I had a thread going here about why my Opensuse11 is locking up.

I took a few updates the last three days, but something seems to have fixed it.

I haven’t shut down this workstation in two days.

Been using firefox3, Thunderbird, K3B burning iso’s from mounted files, OpenOffice documents and spreadsheets from mounted files, printing from my EpsonCX3810 and everything has been just ducky.

I think it really helped to remove beagle completely like I did two days ago.

I think that Opensuse11 is finally here to stay in this office. We have successfully removed one Windows workstation from the domain, Now I only have 11 more to go, LOLOL.

The boss is happy that this workstation is finally productive.

Now If I can only create an installable image of this configured workstation, I can remove the windows OS out of all the machines by next weekend.

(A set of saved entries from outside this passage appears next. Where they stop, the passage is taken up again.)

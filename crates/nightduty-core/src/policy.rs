//! Duty-time policy parameters.
//!
//! The values mirror the operator's current regulation summary and are edited
//! through the `[policy]` table of `config.toml`. At runtime the policy is an
//! immutable value handed to every calculation.

use serde::{Deserialize, Serialize};

use crate::clock::format_hhmm;

/// Numeric policy record. All durations are minutes.
#[derive(Debug, Clone, PartialEq, Eq, Serialize, Deserialize)]
pub struct PolicyParams {
    /// Floor of the minimum rest (PD).
    #[serde(default = "default_duty_base_minutes")]
    pub duty_base_minutes: i64,
    /// Added to the service time (PS) when computing the minimum rest.
    #[serde(default = "default_duty_offset_minutes")]
    pub duty_offset_minutes: i64,
    /// Longitude delta above which the rest surcharge applies.
    #[serde(default = "default_lon_trigger_degrees")]
    pub lon_trigger_degrees: i64,
    #[serde(default = "default_lon_base_extra_minutes")]
    pub lon_base_extra_minutes: i64,
    #[serde(default = "default_lon_step_degrees")]
    pub lon_step_degrees: i64,
    #[serde(default = "default_lon_step_minutes")]
    pub lon_step_minutes: i64,
    /// Flight time (HV) ceiling.
    #[serde(default = "default_hv_max_minutes")]
    pub hv_max_minutes: i64,
    /// Service time (PS) ceiling.
    #[serde(default = "default_ps_max_minutes")]
    pub ps_max_minutes: i64,
    /// Longest allowed run of consecutive red-zone nights.
    #[serde(default = "default_max_consecutive_nights")]
    pub max_consecutive_nights: usize,
}

fn default_duty_base_minutes() -> i64 {
    600
}
fn default_duty_offset_minutes() -> i64 {
    120
}
fn default_lon_trigger_degrees() -> i64 {
    45
}
fn default_lon_base_extra_minutes() -> i64 {
    120
}
fn default_lon_step_degrees() -> i64 {
    15
}
fn default_lon_step_minutes() -> i64 {
    30
}
fn default_hv_max_minutes() -> i64 {
    510
}
fn default_ps_max_minutes() -> i64 {
    780
}
fn default_max_consecutive_nights() -> usize {
    2
}

impl Default for PolicyParams {
    fn default() -> Self {
        Self {
            duty_base_minutes: default_duty_base_minutes(),
            duty_offset_minutes: default_duty_offset_minutes(),
            lon_trigger_degrees: default_lon_trigger_degrees(),
            lon_base_extra_minutes: default_lon_base_extra_minutes(),
            lon_step_degrees: default_lon_step_degrees(),
            lon_step_minutes: default_lon_step_minutes(),
            hv_max_minutes: default_hv_max_minutes(),
            ps_max_minutes: default_ps_max_minutes(),
            max_consecutive_nights: default_max_consecutive_nights(),
        }
    }
}

impl PolicyParams {
    /// Human-readable parameter sheet, one line per rule.
    pub fn summary(&self) -> String {
        format!(
            "Parámetros de política (editar en config.toml, tabla [policy]):\n\
             - duty_base_minutes = {} min ({})\n\
             - duty_offset_minutes = +{} min\n\
             - ΔLON: base {} min si > {}°, +{} min por cada {}° adicionales\n\
             - hv_max_minutes = {} min ({})\n\
             - ps_max_minutes = {} min ({})\n\
             - max_consecutive_nights = {}",
            self.duty_base_minutes,
            format_hhmm(self.duty_base_minutes),
            self.duty_offset_minutes,
            self.lon_base_extra_minutes,
            self.lon_trigger_degrees,
            self.lon_step_minutes,
            self.lon_step_degrees,
            self.hv_max_minutes,
            format_hhmm(self.hv_max_minutes),
            self.ps_max_minutes,
            format_hhmm(self.ps_max_minutes),
            self.max_consecutive_nights,
        )
    }
}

The Domain Controller is still Windows2003StandardServer, but I must admit, has been working flawlessly since I initially built and configured it two years ago. It is our DNS/DHCP/WEB/Email/FTP/File/DomainController all in one.

Thanks all,


Hi Heeter,

Good to hear you are making good progress with it all! :slight_smile:

There are a couple of ways to handle the imaging… what do you have in mind?


Hi Magic,

I would like to create a bootable iso image of this configured workstation,

On the new workstations, I can setup the HD by using gparted if need be, or even better, be able to setup the HD right from the iso image.

Can I do this?


If you remove beagle, can you still search for applications from the taskbar menu?

Yes I can.

The Beagle was replaced by a simple Nautilus search bar


You can make an automated installation using Autoyast. Give a search on this forum for more info on this, a link that gives more detail on options:
Help! how to create a custom DVD from existing SLES DVD? - openSUSE Forums

But as I understand you are thinking more of making an image of your current setup and copying / cloning that to another PC? That can be done with imaging tools like partimage, ghost, BootIt, etc.
1st step would be to make an image of your current disk and then (2d step) restore it to the drive of another PC.

Is that what you mean? If so, that is quite easy to do.

If you are restoring your image to another PC with different hardware (mainly the disk controller) there is a big change you have to recreate the boot files so they contain the correct drivers (creating initrd by using mkinitrd).
See here for what this is about: Good Things To Know When Imaging Linux To Different Hardware - openSUSE Forums

There are many threads on this topic, so do a search for more info. I’ve referenced some old posts as they are quick to find. :slight_smile:

Great work, Magic

And thanks for the response.

definitely will see about image tools.